1. At about 9:15 this morning, I vaulted into the Sube and blasted over the pass, fueled up at Costco, and rocketed on into Browne's Addition in Spokane.
I met Deborah and Scott at the Elk for lunch. Deborah and I first met at Whitworth about forty-eight years ago. We've kept in touch with each other over the years, aided significantly by electronic communication. Now that Deborah and Scott live in the Treasure Valley and because they have longtime friends in the Spokane area, they travel up this way on occasion.
Deborah, Scott, and I last saw each other back in October of 2019 when we spent much of a morning and afternoon together centered on attending the annual Whitworth University President's Leadership Forum. The speaker that year was Bob Woodward. We enjoyed coffee at the Rockwood Bakery before the talk and debriefed over a beer at The Onion when the talk was over.

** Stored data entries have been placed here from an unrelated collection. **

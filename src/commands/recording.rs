//! Recording commands
//!
//! Frontend-facing entry points. Errors are flattened to strings in the
//! `[CODE] message` form produced by `ErrorResponse`.

use crate::config::StorageConfig;
use crate::recordings::{
    MetadataFields, RecordingManager, RecordingMetadata, RecordingsCache, StorageCapacity,
};
use crate::utils::{AppError, AppResult, ErrorResponse};
use std::sync::Arc;

/// Application state for recording storage
pub struct RecorderState {
    pub manager: Arc<RecordingManager>,
    pub cache: RecordingsCache,
}

impl RecorderState {
    pub fn new(manager: Arc<RecordingManager>) -> Self {
        let cache = RecordingsCache::new(manager.clone());
        Self { manager, cache }
    }

    /// Build the file-backed manager for `config` and initialize it
    pub async fn open(config: &StorageConfig) -> AppResult<Self> {
        config.validate()?;
        let manager = Arc::new(RecordingManager::from_config(config));
        manager.initialize().await?;
        Ok(Self::new(manager))
    }
}

fn to_message(error: AppError) -> String {
    ErrorResponse::from(error).to_string()
}

/// Store a freshly captured clip
pub async fn save_recording(
    state: &RecorderState,
    source_uri: String,
    metadata: Option<MetadataFields>,
) -> Result<RecordingMetadata, String> {
    state
        .manager
        .save_recording(&source_uri, metadata)
        .await
        .map_err(to_message)
}

/// List recordings, newest first
pub async fn get_recordings(state: &RecorderState) -> Result<Vec<RecordingMetadata>, String> {
    Ok(state.cache.get().await)
}

/// Get one recording by id
pub async fn get_recording(
    state: &RecorderState,
    id: String,
) -> Result<Option<RecordingMetadata>, String> {
    Ok(state.manager.get_recording_by_id(&id).await)
}

/// Merge fields into an existing recording
pub async fn update_recording(
    state: &RecorderState,
    id: String,
    fields: MetadataFields,
) -> Result<Option<RecordingMetadata>, String> {
    state
        .manager
        .update_recording(&id, &fields)
        .await
        .map_err(to_message)
}

/// Delete a recording and its audio file
pub async fn delete_recording(state: &RecorderState, id: String) -> Result<(), String> {
    state.manager.delete_recording(&id).await.map_err(to_message)
}

/// Device storage capacity, `None` when unavailable
pub async fn get_available_storage(
    state: &RecorderState,
) -> Result<Option<StorageCapacity>, String> {
    Ok(state.manager.get_available_storage().await)
}

/// Remove audio files with no metadata entry
pub async fn sweep_orphaned_recordings(state: &RecorderState) -> Result<Vec<String>, String> {
    let removed = state
        .manager
        .sweep_orphaned_blobs()
        .await
        .map_err(to_message)?;
    Ok(removed
        .into_iter()
        .map(|path| path.to_string_lossy().into_owned())
        .collect())
}

#[cfg(test)]
mod tests {
    use super::*;
    use serde_json::json;
    use tempfile::tempdir;

    #[tokio::test]
    async fn test_command_round_trip() {
        let dir = tempdir().unwrap();
        let config = StorageConfig::with_data_dir(dir.path().join("data"));
        let state = RecorderState::open(&config).await.unwrap();

        let clip = dir.path().join("clip.tmp");
        std::fs::write(&clip, b"audio").unwrap();

        let meta = match json!({"duration": 1.5}) {
            serde_json::Value::Object(map) => map,
            _ => unreachable!(),
        };
        let saved = save_recording(&state, clip.to_string_lossy().into_owned(), Some(meta))
            .await
            .unwrap();

        let listed = get_recordings(&state).await.unwrap();
        assert_eq!(listed, vec![saved.clone()]);
        assert!(dir.path().join("data").join("recordings.json").exists());

        delete_recording(&state, saved.id.clone()).await.unwrap();
        assert!(get_recordings(&state).await.unwrap().is_empty());
        assert_eq!(get_recording(&state, saved.id).await.unwrap(), None);
    }

    #[tokio::test]
    async fn test_errors_carry_codes() {
        let dir = tempdir().unwrap();
        let config = StorageConfig::with_data_dir(dir.path());
        let state = RecorderState::open(&config).await.unwrap();

        let err = delete_recording(&state, "missing".to_string())
            .await
            .unwrap_err();
        assert!(err.starts_with("[NOT_FOUND]"));

        let err = save_recording(&state, "/definitely/not/here.tmp".to_string(), None)
            .await
            .unwrap_err();
        assert!(err.starts_with("[STORAGE_ERROR]"));
    }

    #[tokio::test]
    async fn test_open_rejects_invalid_config() {
        let dir = tempdir().unwrap();
        let mut config = StorageConfig::with_data_dir(dir.path());
        config.file_extension = "a/b".to_string();
        assert!(RecorderState::open(&config).await.is_err());
    }
}
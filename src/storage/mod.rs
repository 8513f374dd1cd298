//! Storage layer
//!
//! - `blob`: durable copies of recorded clips
//! - `kv`: key-value persistence with single-key atomic writes
//! - `ledger`: the JSON list of recording metadata kept in the key-value store

pub mod blob;
pub mod kv;
pub mod ledger;

pub use blob::{BlobStore, DiskSpace};
pub use kv::{FileKvStore, KeyValueStore, MemoryKvStore};
pub use ledger::Ledger;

Since then, we've had other plans to see each other in Spokane not work out for a variety of reasons, but today, everything clicked and we enjoyed a relaxing, stimulating, sometime nostalgic, comforting, and loving time together, full of good cheer and vitality.
I was at Whitworth as a student, chaplain's assistant, and an instructor for about six, almost seven years (1974-78; 1982-84). Those were times of significant awakening for me, certainly intellectually, and also spiritually. Whether in the classroom, listening to visiting speakers, participating in worship, or having great discussions with fellow students in the dining hall and the dorms, during those years I learned how to examine myself, learned how try to come to grips with why I saw the world the way I did, and, when unsatisfied with myself, learned how to revise my worldview. I was far from alone in this process. That's why the discussions with fellow students were so dynamic -- many of us were focused on trying to work out big questions about human nature, the human condition, faith, service, our futures, and how we might live out our ideals as we moved out from behind "the pine cone curtain" of Whitworth's campus into the world.
Those days and nights in the Whitworth classrooms, in the dorms and the dining hall, and in worship on campus and off combined with my many interactions with faculty at Whitworth (in all three of my roles at the college) shaped my reasons for studying literature, especially Shakespeare, in graduate school and shaped my fundamental ethos as a longtime community college English instructor.
Being with Deborah and Scott today brought that all back. Over lunch, we talked about things in ways that were deeply familiar to me, deeply rooted, in my view, in Deborah's and my experiences as students and employees at Whitworth.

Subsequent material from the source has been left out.